A KIND of psycho-political thriller with a turbulent theological undertow is George Pitcher’s A Dark Nativity (Unbound, £18.99 (£17.10); 978-1-78352-434-10). The novel’s central character Natalie Cross is a minor canon of St Paul’s Cathedral, who becomes entangled in a dangerous web of international intelligence, politics, and church intrigue.
She’s not a priest out of central casting. Before ordination, she had attracted notoriety as a maverick aid worker through her instinct to do what she thought right rather than toe the party line. And her religious vocation is informed more by a ferocious desire for justice than by human kindness. In fact, her rage, her volatility, and her tendency to go for the jugular make her someone you wouldn’t want to bump into in a dark sacristy.

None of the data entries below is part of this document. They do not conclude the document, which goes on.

//! File viewer for the selected batch.

use leptos::*;
use std::rc::Rc;

use vaultage::{FileEntry, FileListController, Navigation};

use crate::services::BrowserGateway;

#[component]
pub fn FileViewer(
    controller: Rc<FileListController<BrowserGateway>>,
    changed: Trigger,
    navigation: ReadSignal<Navigation>,
) -> impl IntoView {
    {
        let controller = controller.clone();
        create_effect(move |_| {
            navigation.with(|_| ());
            let controller = controller.clone();
            spawn_local(async move { controller.sync().await });
        });
    }

    let view_state = {
        let controller = controller.clone();
        move || {
            changed.track();
            controller.snapshot()
        }
    };
    let title = {
        let view_state = view_state.clone();
        move || {
            view_state()
                .batch_id
                .map(|id| id.to_string())
                .unwrap_or_default()
        }
    };
    let loading = {
        let view_state = view_state.clone();
        move || view_state().loading
    };
    let empty = {
        let view_state = view_state.clone();
        move || view_state().shows_empty_state()
    };
    let on_back = {
        let controller = controller.clone();
        move |_| controller.back()
    };

    view! {
        <div class="files-section">
            <div class="section-header">
                <button class="btn btn-secondary" on:click=on_back>"← Back"</button>
                <div class="section-title">"📂 " {title}</div>
            </div>

            <Show
                when=loading
                fallback=|| view! { }
            >
                <div class="loading">"Loading files..."</div>
            </Show>

            <Show
                when=empty
                fallback=|| view! { }
            >
                <div class="empty-state">"No files found in this folder."</div>
            </Show>

            <div class="file-list">
                <For
                    each=move || view_state().files
                    key=|entry| entry.path.clone()
                    children=move |entry| {
                        view! { <FileRow entry=entry controller=controller.clone()/> }
                    }
                />
            </div>
        </div>
    }
}

#[component]
fn FileRow(entry: FileEntry, controller: Rc<FileListController<BrowserGateway>>) -> impl IntoView {
    let name = entry.name.clone();
    let size = entry.size_label();

    view! {
        <div class="file-item">
            <div class="file-name">"📄 " {name}</div>
            <div class="file-meta">{size}</div>
            <button class="btn btn-primary" on:click=move |_| controller.download(&entry)>
                "Download"
            </button>
        </div>
    }
}
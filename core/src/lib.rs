//! # Vaultage - client orchestration
//!
//! Drives the Vaultage browser client: upload one spreadsheet, wait for the
//! processing service to produce a batch of output files, browse batches and
//! download their files.
//!
//! ## Architecture
//!
//! ```text
//! ┌──────────────┐ UploadCompleted ┌────────────────────┐  RefreshToken  ┌──────────────┐
//! │    Upload    │────────────────▶│ RefreshCoordinator │───────────────▶│  BatchList   │
//! │  Controller  │                 │ (debounced, 1 s)   │                │  Controller  │
//! └──────┬───────┘                 └────────────────────┘                └──────┬───────┘
//!        │                                                          select/back │ Navigator
//!        ▼                                                                      ▼
//! ┌──────────────┐◀──────────────────────────────────────────────────────┌──────────────┐
//! │   Gateway    │                                                       │   FileList   │
//! │ (HTTP, 4 ops)│◀──────────────────────────────────────────────────────│  Controller  │
//! └──────────────┘                                                       └──────────────┘
//! ```
//!
//! Everything runs on one cooperative event loop: controllers keep their
//! state in `Cell`/`RefCell` behind `Rc` and never hold a borrow across an
//! `.await`.
//!
//! ## Modules
//!
//! - [`error`] - Gateway and configuration errors
//! - [`config`] - Service origin and refresh delay
//! - [`models`] - Batches, files, refresh tokens
//! - [`gateway`] - HTTP contract and the [`Gateway`] trait
//! - [`upload`] - Upload lifecycle state machine
//! - [`scheduler`] - Debounced scheduling over a pluggable [`Timer`]
//! - [`refresh`] - Refresh token coordination
//! - [`batches`] - Batch list and selection
//! - [`files`] - File list and downloads
//! - [`navigation`] - List / detail view state
//! - `http` - Native `reqwest` gateway (not on wasm32)

// Core modules
pub mod error;
pub mod config;
pub mod models;

// Plumbing
pub mod events;
pub mod generation;
pub mod scheduler;

// Service access
pub mod gateway;
#[cfg(not(target_arch = "wasm32"))]
pub mod http;

// Controllers
pub mod upload;
pub mod refresh;
pub mod navigation;
pub mod batches;
pub mod files;

#[cfg(test)]
pub(crate) mod testing;

// =============================================================================
// Re-exports
// =============================================================================

pub use error::{ConfigError, ConfigResult, GatewayError, GatewayResult};
pub use config::{ClientConfig, DEFAULT_BACKEND_URL, POST_UPLOAD_REFRESH_DELAY};
pub use models::{Batch, BatchId, DownloadRequest, FileEntry, RefreshToken};
pub use gateway::{Gateway, UploadFile, SPREADSHEET_MEDIA_TYPES};
pub use scheduler::{DebouncedScheduler, ManualTimer, Timer};
pub use upload::{
    Rejection, Submission, UploadAttempt, UploadCompleted, UploadController, UploadStatus,
};
pub use refresh::RefreshCoordinator;
pub use navigation::{Navigation, Navigator};
pub use batches::{BatchListController, BatchListView};
pub use files::{FileListController, FileListView};

#[cfg(not(target_arch = "wasm32"))]
pub use http::{HttpGateway, LocalFile};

Natalie imagines that she is being groomed to become an early woman bishop, only to find herself pitched into a perilous situation in the Middle East, where she is no longer in charge of her own destiny. Here she has to take desperate measures simply to survive.
Pitcher (himself an Anglican priest) is a good storyteller. The narrative has a fierce drive that propels you breathlessly from page to page — occasionally diverted by inserted back-story fragments that build Natalie Cross’s character. Also, I had the feeling that the author wanted to throw everything he knew into the pot: it positively seethes with ideas and digressions (including swashbuckling swipes at the Church’s less attractive attributes). It could afford to be a tad leaner, more direct.
None the less, Natalie Cross’s post-modern, profane version of muscular Christianity makes for an invigorating pilgrimage to the dark side. There is a nativity here, but it’s hard won, and — as the novel’s title suggests — don’t expect fairy lights.
The Revd Malcolm Doney is a writer, broadcaster, and Anglican priest.